Material for the task:
+++
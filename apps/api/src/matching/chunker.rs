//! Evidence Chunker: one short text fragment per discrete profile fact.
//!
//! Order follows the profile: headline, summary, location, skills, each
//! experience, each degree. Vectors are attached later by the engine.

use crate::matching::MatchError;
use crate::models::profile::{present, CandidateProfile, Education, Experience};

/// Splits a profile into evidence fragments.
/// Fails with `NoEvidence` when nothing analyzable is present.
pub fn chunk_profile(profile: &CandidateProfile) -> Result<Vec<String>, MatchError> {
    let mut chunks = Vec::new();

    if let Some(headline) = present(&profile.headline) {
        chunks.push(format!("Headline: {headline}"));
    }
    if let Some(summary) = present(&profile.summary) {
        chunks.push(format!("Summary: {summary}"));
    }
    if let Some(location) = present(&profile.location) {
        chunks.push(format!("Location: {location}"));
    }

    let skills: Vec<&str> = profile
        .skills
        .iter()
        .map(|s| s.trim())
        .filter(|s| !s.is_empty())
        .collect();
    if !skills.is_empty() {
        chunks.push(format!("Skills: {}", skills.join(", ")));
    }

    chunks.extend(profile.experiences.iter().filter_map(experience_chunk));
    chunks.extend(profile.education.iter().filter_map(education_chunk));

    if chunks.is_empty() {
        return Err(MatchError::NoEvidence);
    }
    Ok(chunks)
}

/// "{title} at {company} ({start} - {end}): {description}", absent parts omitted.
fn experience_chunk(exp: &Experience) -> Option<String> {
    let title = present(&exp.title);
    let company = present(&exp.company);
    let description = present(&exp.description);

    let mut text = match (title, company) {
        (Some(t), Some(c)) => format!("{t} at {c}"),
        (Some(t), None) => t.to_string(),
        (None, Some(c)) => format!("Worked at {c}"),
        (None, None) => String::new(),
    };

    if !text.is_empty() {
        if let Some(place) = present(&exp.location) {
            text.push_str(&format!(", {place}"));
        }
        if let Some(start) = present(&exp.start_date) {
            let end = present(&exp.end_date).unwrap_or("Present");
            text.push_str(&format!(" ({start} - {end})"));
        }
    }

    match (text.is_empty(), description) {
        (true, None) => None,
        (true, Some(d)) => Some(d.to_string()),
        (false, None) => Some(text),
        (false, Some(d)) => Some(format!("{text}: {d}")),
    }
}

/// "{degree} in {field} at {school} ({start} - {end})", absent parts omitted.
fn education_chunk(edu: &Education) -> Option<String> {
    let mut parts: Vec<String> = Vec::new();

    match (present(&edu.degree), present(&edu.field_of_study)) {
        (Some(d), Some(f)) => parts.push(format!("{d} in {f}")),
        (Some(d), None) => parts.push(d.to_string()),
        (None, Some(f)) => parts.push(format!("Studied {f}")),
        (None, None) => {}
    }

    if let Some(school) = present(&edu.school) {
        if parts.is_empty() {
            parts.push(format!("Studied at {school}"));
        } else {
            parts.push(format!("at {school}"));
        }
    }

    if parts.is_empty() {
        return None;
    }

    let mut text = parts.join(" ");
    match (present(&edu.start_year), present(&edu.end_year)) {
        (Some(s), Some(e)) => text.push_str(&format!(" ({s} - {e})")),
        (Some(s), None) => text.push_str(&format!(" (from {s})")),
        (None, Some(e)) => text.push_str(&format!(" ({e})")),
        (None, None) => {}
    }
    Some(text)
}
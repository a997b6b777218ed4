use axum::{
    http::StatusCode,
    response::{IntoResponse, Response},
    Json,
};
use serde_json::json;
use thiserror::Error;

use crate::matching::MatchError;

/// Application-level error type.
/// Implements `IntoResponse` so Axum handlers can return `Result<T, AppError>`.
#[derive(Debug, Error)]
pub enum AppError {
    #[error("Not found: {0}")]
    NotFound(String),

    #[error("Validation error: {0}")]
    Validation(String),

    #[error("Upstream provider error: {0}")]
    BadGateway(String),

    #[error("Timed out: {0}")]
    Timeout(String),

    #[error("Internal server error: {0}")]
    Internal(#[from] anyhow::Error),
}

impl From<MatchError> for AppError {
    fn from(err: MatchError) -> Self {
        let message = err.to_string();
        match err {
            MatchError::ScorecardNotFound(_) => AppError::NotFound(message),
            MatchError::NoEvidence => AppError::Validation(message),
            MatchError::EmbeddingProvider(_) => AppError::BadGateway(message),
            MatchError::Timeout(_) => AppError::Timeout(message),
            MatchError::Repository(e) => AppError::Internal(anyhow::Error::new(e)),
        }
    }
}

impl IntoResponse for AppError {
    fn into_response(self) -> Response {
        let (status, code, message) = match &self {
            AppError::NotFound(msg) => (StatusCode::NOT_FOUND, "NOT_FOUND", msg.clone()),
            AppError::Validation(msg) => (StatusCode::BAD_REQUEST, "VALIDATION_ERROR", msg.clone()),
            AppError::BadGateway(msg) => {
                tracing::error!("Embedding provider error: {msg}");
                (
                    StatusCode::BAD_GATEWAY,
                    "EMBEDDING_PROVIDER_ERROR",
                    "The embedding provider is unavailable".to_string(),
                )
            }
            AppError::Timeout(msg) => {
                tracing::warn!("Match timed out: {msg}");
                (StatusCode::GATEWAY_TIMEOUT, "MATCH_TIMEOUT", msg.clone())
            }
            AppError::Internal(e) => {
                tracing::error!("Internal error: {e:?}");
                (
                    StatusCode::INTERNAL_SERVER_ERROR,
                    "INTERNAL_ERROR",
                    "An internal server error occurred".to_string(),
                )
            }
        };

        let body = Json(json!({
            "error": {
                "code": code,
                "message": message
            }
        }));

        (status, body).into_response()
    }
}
+++
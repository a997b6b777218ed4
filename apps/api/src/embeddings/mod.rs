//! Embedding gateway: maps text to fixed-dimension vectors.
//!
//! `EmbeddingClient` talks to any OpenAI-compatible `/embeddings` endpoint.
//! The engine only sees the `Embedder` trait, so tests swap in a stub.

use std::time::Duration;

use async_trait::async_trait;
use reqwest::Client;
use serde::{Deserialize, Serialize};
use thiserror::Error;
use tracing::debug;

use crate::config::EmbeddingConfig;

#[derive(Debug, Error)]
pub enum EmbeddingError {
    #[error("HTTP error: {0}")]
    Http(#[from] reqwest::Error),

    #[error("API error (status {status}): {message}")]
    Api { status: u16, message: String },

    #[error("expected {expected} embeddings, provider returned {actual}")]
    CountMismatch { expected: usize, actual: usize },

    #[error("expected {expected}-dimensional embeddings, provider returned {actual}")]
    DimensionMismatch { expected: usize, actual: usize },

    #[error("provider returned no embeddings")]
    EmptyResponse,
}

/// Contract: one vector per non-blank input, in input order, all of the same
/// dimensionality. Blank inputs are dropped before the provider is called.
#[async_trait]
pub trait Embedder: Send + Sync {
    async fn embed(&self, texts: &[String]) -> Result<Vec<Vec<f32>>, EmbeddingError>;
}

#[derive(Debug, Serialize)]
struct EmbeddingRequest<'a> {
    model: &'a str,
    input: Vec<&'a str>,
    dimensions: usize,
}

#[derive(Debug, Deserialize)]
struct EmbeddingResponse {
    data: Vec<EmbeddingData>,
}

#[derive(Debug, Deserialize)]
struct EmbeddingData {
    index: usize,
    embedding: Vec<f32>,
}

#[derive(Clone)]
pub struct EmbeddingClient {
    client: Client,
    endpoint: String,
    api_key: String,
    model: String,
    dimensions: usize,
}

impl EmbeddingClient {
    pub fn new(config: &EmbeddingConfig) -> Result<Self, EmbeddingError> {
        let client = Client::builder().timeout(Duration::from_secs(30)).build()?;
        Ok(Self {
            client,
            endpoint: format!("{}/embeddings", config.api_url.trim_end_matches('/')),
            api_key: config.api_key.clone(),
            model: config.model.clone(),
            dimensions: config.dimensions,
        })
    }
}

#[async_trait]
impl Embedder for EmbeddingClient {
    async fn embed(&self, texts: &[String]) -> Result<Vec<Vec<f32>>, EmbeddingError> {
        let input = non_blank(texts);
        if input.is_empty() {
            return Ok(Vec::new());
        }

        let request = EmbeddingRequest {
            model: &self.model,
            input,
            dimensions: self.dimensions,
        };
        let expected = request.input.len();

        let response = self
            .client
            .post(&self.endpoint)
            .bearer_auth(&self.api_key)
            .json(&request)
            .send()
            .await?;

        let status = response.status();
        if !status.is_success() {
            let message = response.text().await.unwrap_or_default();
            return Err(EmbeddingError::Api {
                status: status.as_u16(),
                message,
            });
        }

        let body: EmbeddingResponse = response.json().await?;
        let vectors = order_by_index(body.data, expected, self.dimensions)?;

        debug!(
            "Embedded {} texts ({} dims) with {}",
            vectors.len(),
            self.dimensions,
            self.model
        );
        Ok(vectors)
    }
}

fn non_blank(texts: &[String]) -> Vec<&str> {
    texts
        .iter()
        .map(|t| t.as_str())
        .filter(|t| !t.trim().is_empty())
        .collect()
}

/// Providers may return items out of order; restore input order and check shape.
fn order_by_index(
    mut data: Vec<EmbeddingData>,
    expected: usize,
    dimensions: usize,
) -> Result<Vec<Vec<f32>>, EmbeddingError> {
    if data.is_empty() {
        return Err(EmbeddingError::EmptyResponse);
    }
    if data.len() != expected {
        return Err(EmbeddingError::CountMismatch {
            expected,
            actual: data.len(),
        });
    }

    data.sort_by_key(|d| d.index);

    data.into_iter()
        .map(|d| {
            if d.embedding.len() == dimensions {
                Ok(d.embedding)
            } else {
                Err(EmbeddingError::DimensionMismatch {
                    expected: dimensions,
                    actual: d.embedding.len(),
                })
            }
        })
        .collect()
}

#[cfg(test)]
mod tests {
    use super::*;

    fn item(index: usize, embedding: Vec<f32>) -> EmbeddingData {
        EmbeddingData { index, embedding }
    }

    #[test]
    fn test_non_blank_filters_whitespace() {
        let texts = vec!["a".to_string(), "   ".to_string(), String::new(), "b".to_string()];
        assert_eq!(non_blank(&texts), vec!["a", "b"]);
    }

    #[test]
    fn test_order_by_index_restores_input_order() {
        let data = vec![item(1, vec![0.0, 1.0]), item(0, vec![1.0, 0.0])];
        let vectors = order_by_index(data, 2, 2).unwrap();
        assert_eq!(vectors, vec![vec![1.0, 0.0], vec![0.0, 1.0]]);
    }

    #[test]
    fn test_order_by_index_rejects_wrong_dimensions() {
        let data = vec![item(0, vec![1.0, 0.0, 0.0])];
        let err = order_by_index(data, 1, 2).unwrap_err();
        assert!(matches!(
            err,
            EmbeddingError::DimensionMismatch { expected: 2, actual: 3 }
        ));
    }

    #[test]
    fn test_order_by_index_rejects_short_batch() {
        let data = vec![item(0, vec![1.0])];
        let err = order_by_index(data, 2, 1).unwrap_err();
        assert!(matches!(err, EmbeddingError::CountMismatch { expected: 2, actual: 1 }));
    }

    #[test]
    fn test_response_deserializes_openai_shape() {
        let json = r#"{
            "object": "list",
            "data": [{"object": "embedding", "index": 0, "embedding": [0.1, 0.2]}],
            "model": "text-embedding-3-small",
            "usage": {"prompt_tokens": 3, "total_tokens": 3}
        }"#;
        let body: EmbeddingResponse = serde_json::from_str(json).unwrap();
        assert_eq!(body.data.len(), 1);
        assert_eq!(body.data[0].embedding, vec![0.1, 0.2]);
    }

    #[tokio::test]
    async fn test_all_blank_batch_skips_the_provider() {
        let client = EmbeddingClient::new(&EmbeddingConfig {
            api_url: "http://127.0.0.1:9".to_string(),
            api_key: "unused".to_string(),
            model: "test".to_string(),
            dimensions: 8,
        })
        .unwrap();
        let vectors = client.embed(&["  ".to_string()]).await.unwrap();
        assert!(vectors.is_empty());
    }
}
+++
Go over the listing above and return each line with "usize".

    CountMismatch { expected: usize, actual: usize },
    DimensionMismatch { expected: usize, actual: usize },
    dimensions: usize,
    index: usize,
    dimensions: usize,
    expected: usize,
    dimensions: usize,
    fn item(index: usize, embedding: Vec<f32>) -> EmbeddingData {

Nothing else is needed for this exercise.